Chris Hopkins of the Montana Health Network, a cooperative of hospitals in eastern Montana, said Tuesday the group’s navigators have not been able to get a single person enrolled for health insurance through the website.
Hopkins said he’s hopeful the website will work eventually, but worried about a possible crunch of people trying to sign up before the Dec. 15 deadline to get a policy effective Jan. 1.
Lindeen also told lawmakers that Montanans shopping for policies on the marketplace can use a paper application or apply over a toll-free telephone line.
“Until (the website is fixed), that’s pretty much the options we have at this point,” she said. “We’re not getting a lot of answers. … What you see in the press is pretty much what we’re getting.”
Rep. Greg Hertz, R-Polson, who said he has tested the marketplace website, asked about the numerous personal financial questions people must answer once they sign on, such as what bank they use and what company holds their mortgage.

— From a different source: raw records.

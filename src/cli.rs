use clap::{Parser, Subcommand};
use std::path::PathBuf;

/// Set up and manage an OBiBa Opal environment.
#[derive(Parser, Debug)]
#[command(name = "easy-opal", version, about, long_about = None)]
pub struct Args {
    /// Directory holding the stack (config.json, data/, backups/)
    #[arg(long, default_value = ".", global = true)]
    pub path: PathBuf,

    /// Enable verbose logging (use multiple times for more verbosity)
    #[arg(short, long, action = clap::ArgAction::Count, global = true)]
    pub verbose: u8,

    #[command(subcommand)]
    pub command: Command,
}

#[derive(Subcommand, Debug)]
pub enum Command {
    /// Guides you through the initial setup or reconfigures the environment
    Setup {
        /// The name of the Docker stack
        #[arg(long)]
        stack_name: Option<String>,

        /// A hostname or IP for Opal. Can be used multiple times.
        #[arg(long = "host")]
        hosts: Vec<String>,

        /// The external HTTPS port for Opal
        #[arg(long)]
        port: Option<u16>,

        /// The Opal administrator password
        #[arg(long)]
        password: Option<String>,
    },

    /// Starts the Opal stack in detached mode
    Up,

    /// Stops the Opal stack
    Down,

    /// Restarts the Opal stack
    Restart,

    /// Stops the stack and removes all associated data volumes
    Reset,

    /// Displays the status of the containers in the stack
    Status,

    /// Manage Rock server profiles
    #[command(subcommand)]
    Profile(ProfileCommand),

    /// Manage easy-opal configuration
    #[command(subcommand)]
    Config(ConfigCommand),

    /// Manage SSL certificates
    #[command(subcommand)]
    Cert(CertCommand),

    /// Manage configuration snapshots
    #[command(subcommand)]
    Snapshot(SnapshotCommand),

    /// Checks for and applies updates from the official git repository
    Update,
}

#[derive(Subcommand, Debug)]
pub enum ProfileCommand {
    /// Adds a new Rock profile
    Add {
        /// The service name for the profile in docker-compose
        #[arg(long)]
        name: Option<String>,

        /// The Docker image for the profile
        #[arg(long)]
        image: Option<String>,

        /// The tag of the Docker image
        #[arg(long)]
        tag: Option<String>,
    },

    /// Removes an existing Rock profile
    Remove {
        /// Profile name; prompts interactively when omitted
        name: Option<String>,
    },

    /// Lists all configured Rock profiles
    List,
}

#[derive(Subcommand, Debug)]
pub enum ConfigCommand {
    /// Displays the current configuration
    Show,

    /// Changes the Opal administrator password
    ChangePassword { password: Option<String> },

    /// Changes the external port for Opal
    ChangePort { port: Option<u16> },
}

#[derive(Subcommand, Debug)]
pub enum CertCommand {
    /// Regenerates the SSL certificate based on the configured strategy
    Regenerate,
}

#[derive(Subcommand, Debug)]
pub enum SnapshotCommand {
    /// Lists all available configuration snapshots
    List,

    /// Restores the configuration from a snapshot
    Restore {
        /// Snapshot id (directory name); prompts interactively when omitted
        id: Option<String>,

        /// Bypass confirmation and restore immediately
        #[arg(long)]
        yes: bool,
    },
}

#[cfg(test)]
mod tests {
    use super::*;
    use clap::Parser;

    #[test]
    fn defaults_parse() {
        let args = Args::try_parse_from(["easy-opal", "status"]).expect("parse");
        assert_eq!(args.path, PathBuf::from("."));
        assert_eq!(args.verbose, 0);
        assert!(matches!(args.command, Command::Status));
    }

    #[test]
    fn verbose_flag_counts() {
        let args = Args::try_parse_from(["easy-opal", "up", "-vv"]).expect("parse");
        assert_eq!(args.verbose, 2);
    }

    #[test]
    fn setup_accepts_repeated_hosts() {
        let args = Args::try_parse_from([
            "easy-opal",
            "setup",
            "--stack-name",
            "study",
            "--host",
            "opal.example.org",
            "--host",
            "10.0.0.5",
            "--port",
            "8443",
        ])
        .expect("parse");

        match args.command {
            Command::Setup {
                stack_name,
                hosts,
                port,
                password,
            } => {
                assert_eq!(stack_name.as_deref(), Some("study"));
                assert_eq!(hosts, vec!["opal.example.org", "10.0.0.5"]);
                assert_eq!(port, Some(8443));
                assert!(password.is_none());
            }
            other => panic!("expected setup, got {other:?}"),
        }
    }

    #[test]
    fn snapshot_restore_parses_id_and_yes() {
        let args =
            Args::try_parse_from(["easy-opal", "snapshot", "restore", "20260827_120000", "--yes"])
                .expect("parse");
        match args.command {
            Command::Snapshot(SnapshotCommand::Restore { id, yes }) => {
                assert_eq!(id.as_deref(), Some("20260827_120000"));
                assert!(yes);
            }
            other => panic!("expected snapshot restore, got {other:?}"),
        }
    }

    #[test]
    fn profile_add_flags_are_optional() {
        let args = Args::try_parse_from(["easy-opal", "profile", "add"]).expect("parse");
        match args.command {
            Command::Profile(ProfileCommand::Add { name, image, tag }) => {
                assert!(name.is_none());
                assert!(image.is_none());
                assert!(tag.is_none());
            }
            other => panic!("expected profile add, got {other:?}"),
        }
    }
}
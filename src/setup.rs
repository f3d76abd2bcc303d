//! The setup wizard: collects the stack settings, saves them and generates
//! certificates, nginx config and compose file in one pass.

use crate::config::{self, StackConfig, Workspace};
use crate::executor::CommandExecutor;
use crate::prompt::Prompter;
use crate::{compose, docker, nginx, snapshot, ssl};
use anyhow::{Context, Result};

#[derive(Debug, Default)]
pub struct SetupOptions {
    pub stack_name: Option<String>,
    pub hosts: Vec<String>,
    pub port: Option<u16>,
    pub password: Option<String>,
}

impl SetupOptions {
    /// With no flag given at all, the wizard runs interactively.
    pub fn is_interactive(&self) -> bool {
        self.stack_name.is_none()
            && self.hosts.is_empty()
            && self.port.is_none()
            && self.password.is_none()
    }
}

/// Overlay non-interactive flags onto the defaults.
pub fn apply_options(config: &mut StackConfig, options: &SetupOptions) {
    if let Some(stack_name) = &options.stack_name {
        config.stack_name = stack_name.clone();
    }
    if !options.hosts.is_empty() {
        config.hosts = options.hosts.clone();
    }
    if let Some(port) = options.port {
        config.opal_external_port = port;
    }
    if let Some(password) = &options.password {
        config.opal_admin_password = password.clone();
    }
}

/// Best-effort local IP discovery; the socket is never actually used to
/// send anything.
fn local_ip() -> Option<String> {
    let socket = std::net::UdpSocket::bind("0.0.0.0:0").ok()?;
    socket.connect("10.255.255.255:1").ok()?;
    Some(socket.local_addr().ok()?.ip().to_string())
}

fn gather_interactive(config: &mut StackConfig, prompter: &mut Prompter) -> Result<()> {
    println!("Let's configure your Opal stack.");

    config.stack_name = prompter.input("Enter the stack name", Some(&config.stack_name))?;

    let mut hosts: Vec<String> = Vec::new();
    let mut default_host = Some("localhost");
    loop {
        let host = prompter.input("Enter a hostname or IP address", default_host)?;
        if !host.is_empty() && !hosts.contains(&host) {
            hosts.push(host);
        }

        if let Some(ip) = local_ip() {
            if !hosts.contains(&ip)
                && prompter.confirm(&format!("Also add your local IP '{ip}'?"), true)?
            {
                hosts.push(ip);
            }
        }

        if !prompter.confirm("Add another hostname or IP?", false)? {
            break;
        }
        default_host = None;
    }
    if !hosts.is_empty() {
        config.hosts = hosts;
    }

    loop {
        let answer = prompter.input(
            "Enter the external HTTPS port for Opal",
            Some(&config.opal_external_port.to_string()),
        )?;
        match answer.parse::<u16>() {
            Ok(port) if port > 0 => {
                config.opal_external_port = port;
                break;
            }
            _ => println!("Please enter a valid port number."),
        }
    }

    config.opal_admin_password = prompter.input(
        "Enter the Opal administrator password",
        Some(&config.opal_admin_password),
    )?;

    Ok(())
}

pub async fn run(
    workspace: &Workspace,
    executor: &dyn CommandExecutor,
    options: SetupOptions,
) -> Result<()> {
    let interactive = options.is_interactive();

    if interactive {
        println!("Welcome to the easy-opal setup wizard!");
    }

    if workspace.config_file().exists() && interactive {
        let mut prompter = Prompter::new()?;
        if !prompter.confirm(
            "A configuration file already exists. Overwrite it and start a new setup?",
            false,
        )? {
            println!("Setup aborted.");
            return Ok(());
        }
    }

    if !docker::docker_available(executor).await {
        anyhow::bail!(
            "Docker is not installed or not running. Install and start Docker to continue."
        );
    }
    if !ssl::mkcert_available(executor).await {
        anyhow::bail!(
            "mkcert is not installed; it is required for trusted local certificates. \
             See https://github.com/FiloSottile/mkcert"
        );
    }

    let mut config = StackConfig::default();
    if interactive {
        let mut prompter = Prompter::new()?;
        gather_interactive(&mut config, &mut prompter)?;
    } else {
        println!("Running non-interactive setup...");
        apply_options(&mut config, &options);
    }
    config.validate().context("setup produced an invalid configuration")?;

    // Keep a restorable copy of whatever was there before.
    snapshot::create(workspace)?;

    config::save_config(workspace, &config)?;
    println!("Configuration saved to {}", workspace.config_file().display());

    workspace.ensure_directories()?;
    ssl::regenerate(executor, workspace, &config).await?;
    nginx::generate_nginx_config(workspace, &config)?;
    compose::generate_compose_file(workspace, &config)?;

    println!("\nSetup is complete!");
    println!("Start the Opal stack with: easy-opal up");
    Ok(())
}

#[cfg(test)]
mod tests {
    use super::*;

    #[test]
    fn no_flags_means_interactive() {
        assert!(SetupOptions::default().is_interactive());
        let options = SetupOptions {
            port: Some(8443),
            ..Default::default()
        };
        assert!(!options.is_interactive());
    }

    #[test]
    fn options_overlay_defaults() {
        let mut config = StackConfig::default();
        apply_options(
            &mut config,
            &SetupOptions {
                stack_name: Some("study".to_string()),
                hosts: vec!["opal.example.org".to_string()],
                port: Some(8443),
                password: None,
            },
        );

        assert_eq!(config.stack_name, "study");
        assert_eq!(config.hosts, vec!["opal.example.org"]);
        assert_eq!(config.opal_external_port, 8443);
        // untouched flags keep their defaults
        assert_eq!(config.opal_admin_password, "password");
        assert_eq!(config.profiles.len(), 1);
    }
}
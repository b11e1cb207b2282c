use jobpilot_protocol::ProgressEvent;
use tempfile::TempDir;

use super::*;
use crate::paths::StatePaths;
use crate::settings::Settings;
use crate::store::{SessionStore, UserConfigStore};
use crate::testing::{FakeLauncher, FakeSite, Listing};

fn session(site: &FakeSite, tmp: &TempDir) -> SessionManager<FakeLauncher> {
	let paths = StatePaths::new(tmp.path());
	SessionManager::new(site.launcher(), &Settings::default(), SessionStore::new(&paths), UserConfigStore::new(&paths))
}

async fn run(site: &FakeSite, count: u32) -> (Result<ApplyReport>, Vec<ProgressEvent>) {
	let tmp = TempDir::new().unwrap();
	let mut session = session(site, &tmp);
	let mut events = Vec::new();
	let result = ApplyWorkflow::new(&mut session).apply("产品经理", "北京", count, &mut |event| events.push(event)).await;
	(result, events)
}

#[tokio::test(start_paused = true)]
async fn applies_to_requested_count_in_order() {
	let site = FakeSite::default()
		.logged_in()
		.listings((1..=5).map(|n| Listing::new(&format!("产品经理{n}"))).collect());

	let (result, events) = run(&site, 3).await;
	let report = result.unwrap();

	assert_eq!(report, ApplyReport { discovered: 5, processed: 3, applied: 3, skipped: 0, failed: 0 });
	assert_eq!(site.state().applied, vec![0, 1, 2]);
	assert_eq!(events.iter().map(|e| e.percent).collect::<Vec<_>>(), vec![33, 66, 100]);
	assert!(site.state().open_extra.is_empty());

	let search = site.state().gotos.iter().find(|url| url.contains("query=")).cloned().unwrap();
	assert!(search.ends_with("city=101010100"));
}

#[tokio::test(start_paused = true)]
async fn fewer_listings_than_requested() {
	let site = FakeSite::default().logged_in().listings(vec![Listing::new("a"), Listing::new("b")]);
	let (result, events) = run(&site, 5).await;
	let report = result.unwrap();
	assert_eq!(report.processed, 2);
	assert_eq!(report.applied, 2);
	assert_eq!(events.len(), 2);
}

#[tokio::test(start_paused = true)]
async fn no_listings_is_a_workflow_error() {
	let site = FakeSite::default().logged_in();
	let (result, events) = run(&site, 3).await;
	let err = result.unwrap_err();
	assert!(matches!(err, EngineError::NoListings { .. }));
	assert!(err.to_string().contains("no listings"));
	assert!(events.is_empty());
}

#[tokio::test(start_paused = true)]
async fn stale_click_fails_one_listing_only() {
	let site = FakeSite::default().logged_in().listings(vec![Listing::new("first").stale(), Listing::new("second")]);
	let (result, events) = run(&site, 2).await;
	let report = result.unwrap();

	assert_eq!(report.applied, 1);
	assert_eq!(report.failed, 1);
	assert_eq!(events.len(), 2);
	assert!(events[0].message.contains("failed"));
	assert_eq!(site.state().applied, vec![1]);
	assert!(site.state().open_extra.is_empty());
}

#[tokio::test(start_paused = true)]
async fn existing_conversation_and_missing_control_are_skipped() {
	let site = FakeSite::default().logged_in().listings(vec![
		Listing::new("contacted").contacted(),
		Listing::new("no button").without_control(),
		Listing::new("popup").unlinked(),
		Listing::new("bare").anonymous(),
	]);
	let (result, events) = run(&site, 4).await;
	let report = result.unwrap();

	assert_eq!(report.applied, 2);
	assert_eq!(report.skipped, 2);
	assert!(report.applied + report.skipped <= report.processed);
	assert_eq!(site.state().applied, vec![2, 3]);
	assert!(events[0].message.contains("already contacted"));
	assert!(events[3].message.contains("unknown position @ unknown company"));
}

#[tokio::test(start_paused = true)]
async fn login_timeout_aborts_apply() {
	let site = FakeSite::default().listings(vec![Listing::new("a")]);
	let (result, _) = run(&site, 1).await;
	assert!(matches!(result, Err(EngineError::LoginTimeout { .. })));
	assert!(site.state().applied.is_empty());
}

#[tokio::test(start_paused = true)]
async fn search_logs_in_when_results_are_hidden() {
	let tmp = TempDir::new().unwrap();
	let site = FakeSite::default().verify_after(1).listings(vec![Listing::new("a"), Listing::new("b")]);
	let mut session = session(&site, &tmp);
	session.start().await.unwrap();

	let listings = ApplyWorkflow::new(&mut session).search("数据分析", "上海").await.unwrap();
	assert_eq!(listings.len(), 2);
	assert_eq!(listings[1].position, 1);

	let gotos = site.state().gotos.clone();
	let searches = gotos.iter().filter(|url| url.contains("city=101020100")).count();
	assert_eq!(searches, 2);
}

#[tokio::test(start_paused = true)]
async fn dead_browser_aborts_the_run() {
	let site = FakeSite::default().logged_in().listings(vec![Listing::new("a")]);
	let tmp = TempDir::new().unwrap();
	let mut session = session(&site, &tmp);
	session.start().await.unwrap();
	site.state().disconnected = true;

	let err = ApplyWorkflow::new(&mut session).apply("a", "北京", 1, &mut |_| {}).await.unwrap_err();
	assert!(err.needs_browser_restart());
}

Kathy Burton, an insurance agent with Bern & Pugh Inc. of Great Falls, said as part of the process, consumers agree to make their credit history available, so the government can check their identity.
“You may be asking the government for a subsidy, so that is protection they have put in place, to make sure they know who you are before they offer you a subsidy,” she said.
The credit information is supplied by Experian, a credit-scoring company, she said.